Dix ans plus tôt, Bernardo Bertolucci avait signé le beau film Le dernier empereur : après l’effondrement de la dynastie régnante dans les affres de la révolution chinoise de 1911, que devient l’héritier déchu et désœuvré ? Brzezinski déroule le fil du temps en sens inverse et tente d’imaginer le monde une fois le dernier empire disparu. Nous intéresse ici non pas le détail des raisonnements qu’il tient pour présenter et pour étayer son hypothèse, mais ce fait intellectuel tout de même peu ordinaire : un discours d’apparence méthodique rigoureuse sur l’empire, et sur cet empire-là, empire se représentant et se déclarant lui-même en sursis d’hégémonie, et ce sursis lui-même, non pas comme le nom choisi par pessimisme pour déplorer quelque incapacité progressive à régir demain la pax americana, mais au contraire comme le présage d’une prochaine régulation collective de l’échelle des puissances – ou encore, pour parler contemporain, comme le prélude d’un « véritable » multilatéralisme (« véritable » : exprimé dans la langue d’une rationalité juridique universellement reconnue).
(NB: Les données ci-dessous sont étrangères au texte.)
//! Quantity/portion resolution.
//!
//! Maps a [`QuantityIntent`] to the discrete portion bucket used for
//! ingredient lookups plus the continuous factor that stretches or
//! compresses every timer. Pure functions of the intent and recipe
//! metadata; all inputs are clamped, nothing here can fail.

use crate::models::{
    AmountUnit, Ingredient, Portion, ProduceSize, Quantity, QuantityIntent, Recipe, RecipeContent,
};
use crate::text::{normalize_text, parse_first_number};

/// Rough grams-per-unit conversion used when bucketing a weight.
pub const GRAMS_PER_UNIT: f64 = 250.0;

/// Bounds of the final timer scale factor.
pub const SCALE_FACTOR_MIN: f64 = 0.7;
pub const SCALE_FACTOR_MAX: f64 = 2.5;

/// Outcome of resolving a quantity intent for a recipe.
#[derive(Debug, Clone, PartialEq)]
pub struct PortionResolution {
    /// Discrete bucket for ingredient quantities and base timer values
    pub portion: Portion,

    /// Continuous multiplier applied to every timer duration
    pub scale_factor: f64,

    /// User-facing timing label ("Tiempo estándar" / "Tiempo ajustado x1.25")
    pub timing_label: String,
}

/// Resolves an intent against a recipe. Deterministic and side-effect
/// free; the produce-type/size modifiers only apply to recipes that
/// read as boiled tubers.
pub fn resolve(intent: &QuantityIntent, recipe: &Recipe, content: &RecipeContent) -> PortionResolution {
    let portion = resolve_bucket(intent.quantity);
    let scale_factor = resolve_scale_factor(intent, is_tuber_boil_recipe(recipe, content));
    let timing_label = timing_label(scale_factor);
    PortionResolution {
        portion,
        scale_factor,
        timing_label,
    }
}

/// Maps a quantity to its portion bucket. Weights convert to a unit
/// count first (250 g per unit, rounded, floor 1).
pub fn resolve_bucket(quantity: Quantity) -> Portion {
    Portion::from_count(unit_equivalent(quantity, GRAMS_PER_UNIT))
}

/// Whole-unit equivalent of a quantity, floor 1, using the given
/// grams-per-unit conversion for weights.
pub fn unit_equivalent(quantity: Quantity, grams_per_unit: f64) -> u32 {
    match quantity {
        Quantity::People(count) => u32::from(count.max(1)),
        Quantity::Amount { value, unit } => {
            let units = match unit {
                AmountUnit::Units => value,
                AmountUnit::Grams => value / grams_per_unit,
            };
            (units.round().max(1.0)) as u32
        }
    }
}

/// Continuous timer scale factor, clamped to
/// [[`SCALE_FACTOR_MIN`], [`SCALE_FACTOR_MAX`]].
pub fn resolve_scale_factor(intent: &QuantityIntent, tuber_boil: bool) -> f64 {
    let mut factor = match intent.quantity {
        Quantity::People(count) => (f64::from(count) / 2.0).clamp(0.8, 2.0),
        Quantity::Amount {
            value,
            unit: AmountUnit::Grams,
        } => (value / 500.0).clamp(0.7, 2.2),
        Quantity::Amount {
            value,
            unit: AmountUnit::Units,
        } => (value / 2.0).clamp(0.7, 2.2),
    };

    if tuber_boil {
        factor *= produce_type_factor(intent.produce_type.as_deref());
        factor *= produce_size_factor(intent.produce_size);
    }

    factor.clamp(SCALE_FACTOR_MIN, SCALE_FACTOR_MAX)
}

/// A recipe counts as a boiled-tuber recipe when its name/ingredient
/// text mentions potatoes or sweet potatoes together with boiling
/// vocabulary.
pub fn is_tuber_boil_recipe(recipe: &Recipe, content: &RecipeContent) -> bool {
    let mut context = format!("{} {}", recipe.name, recipe.ingredient);
    for ingredient in &content.ingredients {
        context.push(' ');
        context.push_str(&ingredient.name);
    }
    let context = normalize_text(&context);
    (context.contains("papa") || context.contains("camote"))
        && (context.contains("sancoch") || context.contains("herv"))
}

fn produce_type_factor(produce_type: Option<&str>) -> f64 {
    let Some(name) = produce_type else { return 1.0 };
    match crate::text::ingredient_key(name).as_str() {
        "blanca" => 1.0,
        "yungay" => 1.05,
        "huayro" => 1.12,
        "canchan" => 1.08,
        "camote-amarillo" => 0.95,
        "camote-morado" => 1.08,
        _ => 1.0,
    }
}

fn produce_size_factor(size: ProduceSize) -> f64 {
    match size {
        ProduceSize::Small => 0.85,
        ProduceSize::Medium => 1.0,
        ProduceSize::Large => 1.2,
    }
}

/// User-facing timing label for a scale factor.
pub fn timing_label(factor: f64) -> String {
    if (factor - 1.0).abs() < 0.01 {
        "Tiempo estándar".to_string()
    } else {
        format!("Tiempo ajustado x{factor:.2}")
    }
}

/// Converts an entered amount between units and grams, snapping grams to
/// 50 g increments and clamping both directions to sensible ranges.
pub fn convert_amount(value: f64, from: AmountUnit, to: AmountUnit) -> f64 {
    match (from, to) {
        (AmountUnit::Units, AmountUnit::Grams) => {
            let grams = (value * GRAMS_PER_UNIT / 50.0).round() * 50.0;
            grams.clamp(50.0, 5000.0)
        }
        (AmountUnit::Grams, AmountUnit::Units) => {
            let units = (value / GRAMS_PER_UNIT).round().max(1.0);
            units.clamp(1.0, 20.0)
        }
        _ => value,
    }
}

/// Per-batch usage tips for fat ingredients when cooking in batches, so
/// the user does not pour everything into the first round.
pub fn batch_usage_tips(ingredients: &[Ingredient], portion: Portion, batches: u32) -> Vec<String> {
    if batches <= 1 {
        return Vec::new();
    }

    let mut tips = Vec::new();
    for ingredient in ingredients {
        let name = normalize_text(&ingredient.name);
        if !name.contains("aceite") && !name.contains("mantequilla") {
            continue;
        }

        let raw = ingredient.portions.get(portion);
        let Some(total) = parse_first_number(raw) else {
            continue;
        };

        let unit = if raw.contains("cucharadita") {
            "cucharadita"
        } else if raw.contains("cdta") {
            "cdta"
        } else if raw.contains("cucharada") {
            "cucharada"
        } else if raw.contains("cda") {
            "cda"
        } else {
            "porción"
        };

        // Quarter-spoon resolution, never below a quarter.
        let per_batch = ((total / f64::from(batches)) * 4.0).round() / 4.0;
        let per_batch = per_batch.max(0.25);
        let plural = if (per_batch - 1.0).abs() < f64::EPSILON { "" } else { "s" };
        tips.push(format!(
            "{}: usa aprox. {} {unit}{plural} por tanda (no todo al inicio).",
            ingredient.name,
            format_quantity(per_batch),
        ));
    }
    tips
}

fn format_quantity(value: f64) -> String {
    if value.fract() == 0.0 {
        format!("{}", value as i64)
    } else {
        let text = format!("{value:.2}");
        text.trim_end_matches('0').trim_end_matches('.').to_string()
    }
}

#[cfg(test)]
mod tests {
    use super::*;
    use crate::models::{PortionLabels, QuantityIntent};

    fn tuber_recipe() -> (Recipe, RecipeContent) {
        let recipe = Recipe {
            id: "papa-sancochada".to_string(),
            name: "Papa sancochada".to_string(),
            icon: "🥔".to_string(),
            ingredient: "Papas".to_string(),
            description: "Hervido simple".to_string(),
            equipment: Default::default(),
            unit_flow: false,
        };
        let content = RecipeContent {
            ingredients: vec![Ingredient::new(
                "Papas",
                "🥔",
                true,
                ["1 papa", "2 papas", "4 papas"],
            )],
            steps: Vec::new(),
            tip: String::new(),
            portion_labels: PortionLabels::new("papa", "papas"),
        };
        (recipe, content)
    }

    #[test]
    fn test_bucket_monotonic_over_people_counts() {
        let mut last = 0;
        for count in 1..=8 {
            let bucket = resolve_bucket(Quantity::People(count)).as_u8();
            assert!(bucket >= last);
            assert!([1, 2, 4].contains(&bucket));
            last = bucket;
        }
    }

    #[test]
    fn test_bucket_from_grams_divides_first() {
        // 700 g -> 3 units -> bucket 2.
        let quantity = Quantity::Amount {
            value: 700.0,
            unit: AmountUnit::Grams,
        };
        assert_eq!(resolve_bucket(quantity), Portion::Two);
        // 100 g rounds to 0 units but floors to 1.
        let quantity = Quantity::Amount {
            value: 100.0,
            unit: AmountUnit::Grams,
        };
        assert_eq!(resolve_bucket(quantity), Portion::One);
    }

    #[test]
    fn test_scale_factor_people_clamps() {
        let low = QuantityIntent::for_people(1);
        assert!((resolve_scale_factor(&low, false) - 0.8).abs() < 1e-9);
        let high = QuantityIntent::for_people(8);
        assert!((resolve_scale_factor(&high, false) - 2.0).abs() < 1e-9);
        let mid = QuantityIntent::for_people(3);
        assert!((resolve_scale_factor(&mid, false) - 1.5).abs() < 1e-9);
    }

    #[test]
    fn test_scale_factor_amount_clamps() {
        let grams = QuantityIntent::for_amount(2000.0, AmountUnit::Grams);
        assert!((resolve_scale_factor(&grams, false) - 2.2).abs() < 1e-9);
        let units = QuantityIntent::for_amount(1.0, AmountUnit::Units);
        assert!((resolve_scale_factor(&units, false) - 0.7).abs() < 1e-9);
    }

    #[test]
    fn test_scale_factor_final_clamp_with_tuber_modifiers() {
        // 8 people (2.0) * huayro (1.12) * large (1.2) would be 2.688.
        let intent = QuantityIntent::for_people(8)
            .with_produce(Some("huayro".to_string()), ProduceSize::Large);
        let factor = resolve_scale_factor(&intent, true);
        assert!((factor - SCALE_FACTOR_MAX).abs() < 1e-9);
    }

    #[test]
    fn test_scale_factor_always_within_bounds() {
        for count in 1..=8u8 {
            for (produce, size) in [
                (None, ProduceSize::Small),
                (Some("camote-amarillo".to_string()), ProduceSize::Small),
                (Some("huayro".to_string()), ProduceSize::Large),
            ] {
                let intent = QuantityIntent::for_people(count).with_produce(produce, size);
                for tuber in [false, true] {
                    let factor = resolve_scale_factor(&intent, tuber);
                    assert!((SCALE_FACTOR_MIN..=SCALE_FACTOR_MAX).contains(&factor));
                }
            }
        }
    }

    #[test]
    fn test_tuber_boil_detection() {
        let (recipe, content) = tuber_recipe();
        assert!(is_tuber_boil_recipe(&recipe, &content));

        let mut fried = recipe.clone();
        fried.name = "Papas fritas".to_string();
        fried.description = "Fritura".to_string();
        // "Papas fritas" has no boil vocabulary anywhere.
        let fried_content = RecipeContent {
            ingredients: vec![Ingredient::new("Papas", "🥔", true, ["1", "2", "4"])],
            ..content
        };
        assert!(!is_tuber_boil_recipe(&fried, &fried_content));
    }

    #[test]
    fn test_resolve_builds_label() {
        let (recipe, content) = tuber_recipe();
        let resolution = resolve(&QuantityIntent::for_people(2), &recipe, &content);
        assert_eq!(resolution.portion, Portion::Two);
        assert_eq!(resolution.timing_label, "Tiempo estándar");

        let resolution = resolve(&QuantityIntent::for_people(3), &recipe, &content);
        assert_eq!(resolution.timing_label, "Tiempo ajustado x1.50");
    }

    #[test]
    fn test_unit_equivalent_for_eggs() {
        let grams = Quantity::Amount {
            value: 170.0,
            unit: AmountUnit::Grams,
        };
        assert_eq!(unit_equivalent(grams, 55.0), 3);
        let people = Quantity::People(4);
        assert_eq!(unit_equivalent(people, 55.0), 4);
    }

    #[test]
    fn test_convert_amount() {
        assert_eq!(convert_amount(2.0, AmountUnit::Units, AmountUnit::Grams), 500.0);
        assert_eq!(convert_amount(40.0, AmountUnit::Units, AmountUnit::Grams), 5000.0);
        assert_eq!(convert_amount(700.0, AmountUnit::Grams, AmountUnit::Units), 3.0);
        assert_eq!(convert_amount(10.0, AmountUnit::Grams, AmountUnit::Units), 1.0);
        assert_eq!(convert_amount(3.0, AmountUnit::Units, AmountUnit::Units), 3.0);
    }

    #[test]
    fn test_batch_usage_tips() {
        let ingredients = vec![
            Ingredient::new("Aceite", "🫒", true, ["2 cdas", "4 cdas", "8 cdas"]),
            Ingredient::new("Papas", "🥔", true, ["1 papa", "2 papas", "4 papas"]),
        ];
        let tips = batch_usage_tips(&ingredients, Portion::Four, 3);
        assert_eq!(tips.len(), 1);
        assert!(tips[0].starts_with("Aceite: usa aprox. 2.75 cdas por tanda"));

        assert!(batch_usage_tips(&ingredients, Portion::Four, 1).is_empty());
    }
}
« La dernière superpuissance globale » : l’idée surprenante d’un empire soluble dans quelque collectivité cosmopolitique raisonnable ne varie pas seulement le bon vieux lieu commun de l’« équilibre des puissances » hérité de la diplomatie d’Ancien Régime, du temps de la rivalité continentale des Bourbons et des Habsbourg. Par sous-entendu et par association, elle évoque aussi et surtout l’exception qu’elle présume manifestement dans l’histoire américaine récente : elle déclare en effet les États-Unis « première superpuissance globale » – définition recevable à la condition seulement d’ajouter que cette superpuissance-là n’est pas tant la « première » (par ordre chronologique d’apparition) qu’elle n’est plutôt, depuis la disparition de l’empire soviétique, la seule. En bonne logique, on doit donc objecter à Z. Brzezinski que son raisonnement prospectif méprise ses propres prémisses : qui fait figure de seul cas d’espèce dans son propre genre ne saurait en aucun cas se donner de surcroît comme le dernier de sa série, sauf au Pays des merveilles décrit par Lewis Carroll. Tertium non datur : ou bien les États-Unis constituent un empire de plus dans la longue histoire des empires (et ils peuvent alors très raisonnablement se demander s’ils en seraient l’ultime exemplaire), ou bien nous passerions dans la zone des fantasmagories, comme elles abondent dans les romans et dans les mythes historiques. Héritier de l’Indépendance arrachée à l’empire britannique, tout Américain se comprend justement comme un champion de la guerre aux impérialismes et comme la première des nations d’après les empires. Ce capital symbolique opère comme une idiosyncrasie  infestant secrètement cette philosophie impériale de l’histoire universelle. Nous sommes le dernier empire, dit Brzezinski, parce que nous n’en avons jamais été un. Comprenne qui peut – mais ainsi se code urbi et orbi le discours américain depuis la proclamation des quatorze points programmatiques du président Wilson entrant dans la lice de la guerre européenne.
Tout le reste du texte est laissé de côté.